• _PROBLEM TO WORK ON_:
Begin at the line containing "#[derive(Debug, Clone, Copy, PartialEq, Eq)]" in the entries below and end at the line containing "from now on"; transcribe that range exactly and nothing outside it.

......

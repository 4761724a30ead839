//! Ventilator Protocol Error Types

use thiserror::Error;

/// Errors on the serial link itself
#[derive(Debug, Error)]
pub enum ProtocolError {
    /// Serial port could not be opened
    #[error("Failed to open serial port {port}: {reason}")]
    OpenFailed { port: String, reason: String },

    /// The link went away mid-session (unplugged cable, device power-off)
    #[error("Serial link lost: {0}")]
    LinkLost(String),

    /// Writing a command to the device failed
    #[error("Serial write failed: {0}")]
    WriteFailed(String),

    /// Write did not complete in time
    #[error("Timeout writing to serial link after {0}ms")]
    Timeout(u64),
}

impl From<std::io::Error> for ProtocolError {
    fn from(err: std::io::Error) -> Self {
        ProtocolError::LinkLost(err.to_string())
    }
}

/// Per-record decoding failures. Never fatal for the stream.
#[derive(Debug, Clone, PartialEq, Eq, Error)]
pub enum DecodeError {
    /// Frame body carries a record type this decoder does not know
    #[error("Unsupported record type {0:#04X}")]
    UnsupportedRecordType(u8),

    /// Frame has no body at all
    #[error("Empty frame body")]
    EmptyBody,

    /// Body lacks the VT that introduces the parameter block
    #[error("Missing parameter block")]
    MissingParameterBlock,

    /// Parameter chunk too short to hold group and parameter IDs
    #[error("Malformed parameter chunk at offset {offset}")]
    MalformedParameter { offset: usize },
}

......

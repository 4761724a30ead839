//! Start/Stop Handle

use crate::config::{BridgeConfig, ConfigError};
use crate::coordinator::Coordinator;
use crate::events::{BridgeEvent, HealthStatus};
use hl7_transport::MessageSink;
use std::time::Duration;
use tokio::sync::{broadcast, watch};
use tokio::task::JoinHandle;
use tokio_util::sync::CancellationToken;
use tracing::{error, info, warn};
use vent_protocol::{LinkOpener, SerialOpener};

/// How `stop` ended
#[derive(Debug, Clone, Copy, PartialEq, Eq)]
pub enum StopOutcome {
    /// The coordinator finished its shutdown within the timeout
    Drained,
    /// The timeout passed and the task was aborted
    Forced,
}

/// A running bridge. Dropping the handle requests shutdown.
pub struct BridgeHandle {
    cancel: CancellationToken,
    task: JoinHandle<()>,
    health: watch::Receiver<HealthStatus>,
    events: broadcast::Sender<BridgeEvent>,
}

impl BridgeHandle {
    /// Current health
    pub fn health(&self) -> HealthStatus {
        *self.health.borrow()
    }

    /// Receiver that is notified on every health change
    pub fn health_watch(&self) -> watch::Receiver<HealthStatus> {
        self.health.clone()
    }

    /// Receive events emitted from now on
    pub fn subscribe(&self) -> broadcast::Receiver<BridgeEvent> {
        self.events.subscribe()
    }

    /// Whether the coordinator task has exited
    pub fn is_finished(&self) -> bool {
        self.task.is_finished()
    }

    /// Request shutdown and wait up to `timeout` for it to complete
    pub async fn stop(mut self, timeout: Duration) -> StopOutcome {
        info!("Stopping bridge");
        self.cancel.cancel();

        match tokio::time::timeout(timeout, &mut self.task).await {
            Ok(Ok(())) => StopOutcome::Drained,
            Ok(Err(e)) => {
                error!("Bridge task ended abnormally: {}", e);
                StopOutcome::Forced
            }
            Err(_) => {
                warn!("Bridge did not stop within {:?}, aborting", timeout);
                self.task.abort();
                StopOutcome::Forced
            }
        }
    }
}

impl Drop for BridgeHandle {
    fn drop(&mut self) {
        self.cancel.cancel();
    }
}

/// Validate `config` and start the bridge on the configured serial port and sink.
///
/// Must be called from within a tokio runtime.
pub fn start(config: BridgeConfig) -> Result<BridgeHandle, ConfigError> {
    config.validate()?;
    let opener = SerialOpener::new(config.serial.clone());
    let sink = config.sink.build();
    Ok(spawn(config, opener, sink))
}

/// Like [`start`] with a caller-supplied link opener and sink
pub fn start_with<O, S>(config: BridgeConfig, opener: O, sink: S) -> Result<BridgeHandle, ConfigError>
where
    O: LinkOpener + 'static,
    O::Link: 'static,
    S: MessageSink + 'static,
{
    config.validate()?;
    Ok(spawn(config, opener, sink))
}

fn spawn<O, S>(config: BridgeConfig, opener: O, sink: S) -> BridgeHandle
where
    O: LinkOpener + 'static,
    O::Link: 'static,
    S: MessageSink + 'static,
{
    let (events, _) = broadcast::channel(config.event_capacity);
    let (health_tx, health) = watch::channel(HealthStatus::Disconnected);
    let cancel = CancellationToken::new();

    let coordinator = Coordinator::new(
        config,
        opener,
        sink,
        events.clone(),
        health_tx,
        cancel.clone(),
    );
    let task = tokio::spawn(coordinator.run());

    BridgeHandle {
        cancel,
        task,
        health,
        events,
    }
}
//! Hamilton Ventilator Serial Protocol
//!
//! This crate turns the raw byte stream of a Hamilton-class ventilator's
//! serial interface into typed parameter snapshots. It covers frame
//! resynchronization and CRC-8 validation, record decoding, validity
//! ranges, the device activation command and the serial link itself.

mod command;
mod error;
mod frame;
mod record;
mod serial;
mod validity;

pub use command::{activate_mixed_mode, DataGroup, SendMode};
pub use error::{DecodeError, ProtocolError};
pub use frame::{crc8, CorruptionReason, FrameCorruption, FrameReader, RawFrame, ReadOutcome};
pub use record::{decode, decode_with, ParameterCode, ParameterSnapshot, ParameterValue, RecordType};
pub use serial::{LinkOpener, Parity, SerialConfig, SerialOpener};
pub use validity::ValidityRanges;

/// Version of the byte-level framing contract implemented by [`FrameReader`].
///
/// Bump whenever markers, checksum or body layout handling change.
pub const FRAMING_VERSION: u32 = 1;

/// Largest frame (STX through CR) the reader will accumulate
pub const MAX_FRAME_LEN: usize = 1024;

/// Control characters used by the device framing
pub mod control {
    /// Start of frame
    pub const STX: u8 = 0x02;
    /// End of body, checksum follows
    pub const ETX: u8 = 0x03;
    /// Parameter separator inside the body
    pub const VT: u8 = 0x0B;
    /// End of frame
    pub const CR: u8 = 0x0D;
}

......

• _RESPONSE TO THIS EXERCISE_:
#[derive(Debug, Clone, Copy, PartialEq, Eq)]
pub enum StopOutcome {
    /// The coordinator finished its shutdown within the timeout
    Drained,
    /// The timeout passed and the task was aborted
    Forced,
}

/// A running bridge. Dropping the handle requests shutdown.
pub struct BridgeHandle {
    cancel: CancellationToken,
    task: JoinHandle<()>,
    health: watch::Receiver<HealthStatus>,
    events: broadcast::Sender<BridgeEvent>,
}

impl BridgeHandle {
    /// Current health
    pub fn health(&self) -> HealthStatus {
        *self.health.borrow()
    }

    /// Receiver that is notified on every health change
    pub fn health_watch(&self) -> watch::Receiver<HealthStatus> {
        self.health.clone()
    }

    /// Receive events emitted from now on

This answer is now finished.